WEF warns: The economic costs of global fragmentation could be greater than the Covid-19 pandemic!
The economic costs of global fragmentation could potentially be greater than the Covid-19 pandemic or the 2008 global financial crisis (GFC), according to a recently published report by the World Economic Forum (WEF), titled Navigating the Fragmentation of the Global Financial System. The report was developed in partnership with US management consulting firm Oliver Wyman.
This is largely due to a growing number of countries using worldwide trade and financial systems to strengthen their geopolitical positions, largely through a mix of industrial policies, sanctions, and other economic measures.
There has already been a 370% increase in sanctions since 2017, according to the London Stock Exchange Group (LSEG), along with a notable increase in the number of subsidies observed across the globe during this time.
This has resulted in increased fragmentation worldwide . Global gross domestic product could potentially be reduced by anywhere between $0.6 trillion and, in cases of very high fragmentation, up to $5.7 trillion (€5.47 trillion), or 5%, as a result.
The decline in cross-border capital flows and the decline in trade are expected to be the main drivers of this potential loss in GDP. A decrease in economic efficiency is likely to exacerbate this situation. Similarly, inflation worldwide is estimated to increase by more than 5%, in cases of very high segregation.
However, the WEF report highlights the importance of implementing an economic state that focuses on sustainable development, cooperation and resilience at the global level. As a result, citizens are expected to be able to defend their sovereignty and national security in a more sustainable way, while also reducing the economic impact of fragmentation.

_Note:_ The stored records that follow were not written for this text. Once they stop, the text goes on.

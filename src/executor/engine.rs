//! The install decision engine
//!
//! One tool at a time, in request order: probe, decide, act, verify. A
//! failed tool never aborts the batch; the two fatal preconditions
//! (unsupported platform when a system package is needed, failed index
//! refresh) abort the run before mutating anything further.

use chrono::Utc;
use std::path::PathBuf;
use std::time::Instant;
use uuid::Uuid;

use crate::audit::AuditLog;
use crate::config::ExecutorConfig;
use crate::error::{FatalError, PackageManagerError, ToolError};
use crate::executor::outcome::{InstallOutcome, RunReport, RunSummary, ToolReport};
use crate::executor::report::StatusReporter;
use crate::fetch::{FetchError, VersionFetcher};
use crate::platform::Platform;
use crate::pm::{self, PackageManager};
use crate::process::Runner;
use crate::profile::{ProfileError, ProfileWriter};
use crate::tools::{
    normalize_version, CommandTemplate, InstallMethod, Presence, RenderVars, ToolCatalog, ToolSpec,
};

/// What the caller wants done for one tool. Interactive decisions (version,
/// sub-choice, declining) are resolved before this reaches the engine.
#[derive(Debug, Clone)]
pub struct InstallRequest {
    pub tool: String,
    /// `latest` resolves through the tool's release metadata source.
    pub version: Option<String>,
    pub choice: Option<String>,
    pub declined: bool,
}

impl InstallRequest {
    pub fn new(tool: &str) -> Self {
        Self {
            tool: tool.to_string(),
            version: None,
            choice: None,
            declined: false,
        }
    }

    pub fn with_version(mut self, version: &str) -> Self {
        self.version = Some(version.to_string());
        self
    }

    pub fn with_choice(mut self, choice: &str) -> Self {
        self.choice = Some(choice.to_string());
        self
    }

    pub fn declined(mut self) -> Self {
        self.declined = true;
        self
    }
}

/// Internal split between run-fatal and tool-scoped failures.
enum EnsureError {
    Fatal(FatalError),
    Tool(ToolError),
}

impl From<FatalError> for EnsureError {
    fn from(e: FatalError) -> Self {
        EnsureError::Fatal(e)
    }
}

impl From<ToolError> for EnsureError {
    fn from(e: ToolError) -> Self {
        EnsureError::Tool(e)
    }
}

impl From<PackageManagerError> for EnsureError {
    fn from(e: PackageManagerError) -> Self {
        EnsureError::Tool(e.into())
    }
}

impl From<FetchError> for EnsureError {
    fn from(e: FetchError) -> Self {
        EnsureError::Tool(e.into())
    }
}

impl From<ProfileError> for EnsureError {
    fn from(e: ProfileError) -> Self {
        EnsureError::Tool(e.into())
    }
}

pub struct Executor {
    platform: Platform,
    runner: Runner,
    pm: Option<Box<dyn PackageManager>>,
    fetcher: VersionFetcher,
    profiles: ProfileWriter,
    audit_log: Option<AuditLog>,
    reporter: StatusReporter,
    home: String,
    index_refreshed: bool,
}

impl Executor {
    pub fn new(platform: Platform, config: ExecutorConfig) -> Self {
        let runner = Runner::new(config.privilege);
        let pm = pm::for_platform(platform, runner.clone());
        let home = config
            .home_dir
            .clone()
            .or_else(dirs::home_dir)
            .unwrap_or_else(|| PathBuf::from("/"))
            .to_string_lossy()
            .into_owned();

        Self {
            platform,
            pm,
            fetcher: VersionFetcher::new(config.retry.clone()),
            profiles: ProfileWriter::new(config.profile_paths.clone()),
            audit_log: config.audit_log.clone().map(AuditLog::new),
            reporter: StatusReporter::new(config.color),
            home,
            index_refreshed: false,
            runner,
        }
    }

    pub fn platform(&self) -> Platform {
        self.platform
    }

    /// Process a batch of requests sequentially, one outcome per request.
    pub async fn run(
        &mut self,
        catalog: &ToolCatalog,
        requests: &[InstallRequest],
    ) -> Result<RunReport, FatalError> {
        let run_id = Uuid::new_v4().to_string();
        let started = Utc::now();
        tracing::info!(
            run_id = %run_id,
            platform = %self.platform,
            tools = requests.len(),
            "starting provisioning run"
        );

        let mut outcomes = Vec::with_capacity(requests.len());
        for request in requests {
            let begin = Instant::now();
            let outcome = match catalog.get(&request.tool) {
                Some(spec) => self.ensure(spec, request).await?,
                None => InstallOutcome::Failed {
                    reason: ToolError::UnknownTool {
                        name: request.tool.clone(),
                    }
                    .to_string(),
                },
            };
            self.audit("outcome", &format!("{} {}", request.tool, outcome.label()));
            self.reporter.tool_complete(&request.tool, &outcome);
            outcomes.push(ToolReport {
                tool: request.tool.clone(),
                outcome,
                duration: begin.elapsed(),
            });
        }

        let summary = RunSummary::tally(&outcomes);
        tracing::info!(
            run_id = %run_id,
            present = summary.present,
            installed = summary.installed,
            failed = summary.failed,
            skipped = summary.skipped,
            "provisioning run finished"
        );

        Ok(RunReport {
            run_id,
            platform: self.platform.to_string(),
            outcomes,
            summary,
            started,
            finished: Utc::now(),
        })
    }

    /// Decide and act for a single tool. Tool-scoped failures become a
    /// `Failed` outcome; only fatal preconditions surface as errors.
    pub async fn ensure(
        &mut self,
        spec: &ToolSpec,
        request: &InstallRequest,
    ) -> Result<InstallOutcome, FatalError> {
        if request.declined {
            return Ok(InstallOutcome::Skipped {
                reason: "declined by user".to_string(),
            });
        }

        match self.try_ensure(spec, request).await {
            Ok(outcome) => Ok(outcome),
            Err(EnsureError::Tool(error)) => {
                tracing::error!(tool = %spec.name, %error, "tool provisioning failed");
                Ok(InstallOutcome::Failed {
                    reason: error.to_string(),
                })
            }
            Err(EnsureError::Fatal(fatal)) => Err(fatal),
        }
    }

    /// Presence check only; used by status queries. Never mutates.
    pub async fn probe(&self, spec: &ToolSpec) -> Result<Presence, ToolError> {
        spec.presence
            .run(&self.runner, self.vars())
            .await
            .map_err(|e| ToolError::CommandFailed {
                step: spec.presence.step_name(),
                detail: e.to_string(),
            })
    }

    async fn try_ensure(
        &mut self,
        spec: &ToolSpec,
        request: &InstallRequest,
    ) -> Result<InstallOutcome, EnsureError> {
        // `latest` is a specific version request, so it must resolve before
        // the presence comparison
        let requested = match request.version.as_deref() {
            Some("latest") => Some(self.resolve_latest(spec).await?),
            Some(version) => Some(normalize_version(version).to_string()),
            None => None,
        };

        let presence = self.probe(spec).await?;

        if let Presence::Present { version } = presence {
            match &requested {
                None => return Ok(InstallOutcome::AlreadyPresent { version }),
                Some(want) if version.as_deref() == Some(want.as_str()) => {
                    return Ok(InstallOutcome::AlreadyPresent { version });
                }
                Some(want) => {
                    // last version wins: the existing installation goes away
                    // before the requested one lands
                    tracing::info!(
                        tool = %spec.name,
                        installed = version.as_deref().unwrap_or("unknown"),
                        requested = %want,
                        "replacing installed version"
                    );
                    self.remove(spec).await?;
                }
            }
        }

        let version = match requested {
            Some(version) => Some(version),
            None => self.version_for_install(spec).await?,
        };

        self.install(spec, request, version.as_deref()).await?;

        match self.probe(spec).await? {
            Presence::Present { version: observed } => {
                self.apply_profile_lines(spec, request)?;
                let version = match observed {
                    Some(observed) => Some(observed),
                    None => self.recorded_package_version(spec).await.or(version),
                };
                Ok(InstallOutcome::Installed { version })
            }
            Presence::Absent => Err(ToolError::PresenceCheckFailed {
                tool: spec.name.clone(),
            }
            .into()),
        }
    }

    fn vars(&self) -> RenderVars<'_> {
        RenderVars {
            version: None,
            home: &self.home,
        }
    }

    fn require_pm(&self) -> Result<&dyn PackageManager, EnsureError> {
        self.pm
            .as_deref()
            .ok_or(EnsureError::Fatal(FatalError::UnsupportedPlatform {
                platform: self.platform,
            }))
    }

    /// The once-per-run index refresh, evaluated lazily so an all-present
    /// run performs no mutating action at all.
    async fn ensure_index(&mut self) -> Result<(), EnsureError> {
        if self.index_refreshed {
            return Ok(());
        }
        let pm = self.require_pm()?;
        let manager = pm.manager();
        pm.refresh_index()
            .await
            .map_err(|e| EnsureError::Fatal(FatalError::IndexRefresh(e)))?;
        self.index_refreshed = true;
        self.audit("refresh-index", manager);
        Ok(())
    }

    async fn resolve_latest(&self, spec: &ToolSpec) -> Result<String, EnsureError> {
        let url = spec
            .latest_url
            .as_deref()
            .ok_or_else(|| ToolError::NoVersionSource {
                tool: spec.name.clone(),
            })?;
        let raw = self.fetcher.latest_version(url).await?;
        Ok(normalize_version(&raw).to_string())
    }

    /// Version to substitute when none was requested: a pinned default if
    /// the spec carries one, otherwise the latest release, but only for
    /// install methods that reference a version at all.
    async fn version_for_install(&self, spec: &ToolSpec) -> Result<Option<String>, EnsureError> {
        if !spec.install.needs_version() {
            return Ok(None);
        }
        if let Some(default) = &spec.default_version {
            return Ok(Some(normalize_version(default).to_string()));
        }
        Ok(Some(self.resolve_latest(spec).await?))
    }

    async fn install(
        &mut self,
        spec: &ToolSpec,
        request: &InstallRequest,
        version: Option<&str>,
    ) -> Result<(), EnsureError> {
        match &spec.install {
            InstallMethod::SystemPackage(names) => {
                self.require_pm()?;
                let package = names
                    .for_platform(self.platform)
                    .ok_or_else(|| ToolError::NotAvailable {
                        tool: spec.name.clone(),
                        platform: self.platform,
                    })?
                    .to_string();
                self.ensure_index().await?;
                let pm = self.require_pm()?;
                pm.install(&package, version).await?;
                self.audit("install", &format!("{} via {}", spec.name, package));
            }
            InstallMethod::Steps(steps) => {
                self.run_steps(steps, version).await?;
                self.audit(
                    "install",
                    &match version {
                        Some(version) => format!("{} {}", spec.name, version),
                        None => spec.name.clone(),
                    },
                );
            }
        }

        if let Some(choice) = &request.choice {
            let option = spec.option(choice).ok_or_else(|| ToolError::UnknownChoice {
                tool: spec.name.clone(),
                choice: choice.clone(),
            })?;
            self.run_steps(&option.steps, version).await?;
            self.audit("configure", &format!("{} option {}", spec.name, option.name));
        }

        Ok(())
    }

    async fn remove(&mut self, spec: &ToolSpec) -> Result<(), EnsureError> {
        match &spec.install {
            InstallMethod::SystemPackage(names) => {
                let pm = self.require_pm()?;
                let package = names
                    .for_platform(self.platform)
                    .ok_or_else(|| ToolError::NotAvailable {
                        tool: spec.name.clone(),
                        platform: self.platform,
                    })?;
                pm.remove(package).await?;
            }
            InstallMethod::Steps(_) => {
                if spec.uninstall.is_empty() {
                    tracing::debug!(
                        tool = %spec.name,
                        "no uninstall steps, installing over the existing version"
                    );
                    return Ok(());
                }
                self.run_steps(&spec.uninstall, None).await?;
            }
        }
        self.audit("remove", &spec.name);
        Ok(())
    }

    async fn run_steps(
        &self,
        steps: &[CommandTemplate],
        version: Option<&str>,
    ) -> Result<(), EnsureError> {
        for step in steps {
            let command = step.render(RenderVars {
                version,
                home: &self.home,
            });
            let output = self
                .runner
                .run(&command)
                .await
                .map_err(|e| ToolError::CommandFailed {
                    step: step.display(),
                    detail: e.to_string(),
                })?;
            if !output.success() {
                return Err(ToolError::CommandFailed {
                    step: step.display(),
                    detail: output.failure_detail(),
                }
                .into());
            }
        }
        Ok(())
    }

    fn apply_profile_lines(
        &self,
        spec: &ToolSpec,
        request: &InstallRequest,
    ) -> Result<(), EnsureError> {
        let choice_lines = request
            .choice
            .as_deref()
            .and_then(|choice| spec.option(choice))
            .map(|option| option.profile_lines.as_slice())
            .unwrap_or_default();

        for line in spec.profile_lines.iter().chain(choice_lines) {
            if self.profiles.ensure_line(line)? {
                self.audit("profile-append", line);
            }
        }
        Ok(())
    }

    async fn recorded_package_version(&self, spec: &ToolSpec) -> Option<String> {
        let InstallMethod::SystemPackage(names) = &spec.install else {
            return None;
        };
        let pm = self.pm.as_deref()?;
        let package = names.for_platform(self.platform)?;
        pm.installed_version(package)
            .await
            .ok()
            .flatten()
            .map(|v| normalize_version(&v).to_string())
    }

    fn audit(&self, action: &str, details: &str) {
        if let Some(log) = &self.audit_log {
            log.record(action, details);
        }
    }
}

Matthew Blake, head of the World Economic Forum's Center for Financial and Monetary Systems, said in a press release: " The potential costs of fragmentation in the global economy are staggering. Leaders face a critical opportunity to protect the global financial system through principled approaches."
The effect of a split on global GDP growth and inflation is greatly influenced by the policies implemented by individual country leaders. In the worst-case scenario of fragmentation, there could be a complete economic separation of the Eastern bloc, which could include Russia, China, and more countries, and the Western bloc, which could include the United States and its allies.
However, in a lower fragmentation situation, trade and capital flows are likely to be closely monitored only in areas important to competitiveness and national security. Models of trade relations have described four possible fragmentation situations: low, moderate, high, and very high.
In the low scenario, the Western bloc could see a GDP decline of 0.6%, while in a medium fragmentation scenario, this could worsen to a 1.8% decline. In a high scenario, the Western bloc could potentially see its GDP decline by 2.8%, while in the worst-case scenario, it could fall by 3.9%.
Coming to the Eastern bloc, in the low fragmentation scenario, GDP could decrease by 1.4%, while in the medium scenario, it could fall by 3.2%. If there is a high fragmentation scenario, Eastern bloc GDP could potentially fall by 4.6%. However, in an extreme fragmentation scenario, Eastern bloc GDP is expected to fare somewhat better, with a decline of 3.5%.
In a worst-case scenario, countries that are not part of either the Eastern or Western blocs could be forced to trade only with whichever bloc is most important to them economically. This includes countries like Brazil, Turkey, and India, along with other countries in Southeast Asia, Latin America, and Africa. These countries could potentially experience a GDP decline of more than 10% in a very high fragmentation situation.
Matt Strahan, head of private markets at the World Economic Forum, said: " Fragmentation not only fuels inflation, but also negatively impacts economic growth prospects, particularly in emerging markets and developing economies that depend on an integrated financial system for their continued development. By protecting the integrity and functionality of the global financial system, including ensuring that actors retain their right to engage with counterparts across the geopolitical spectrum, leaders can deliver a more effective financial system for all stakeholders."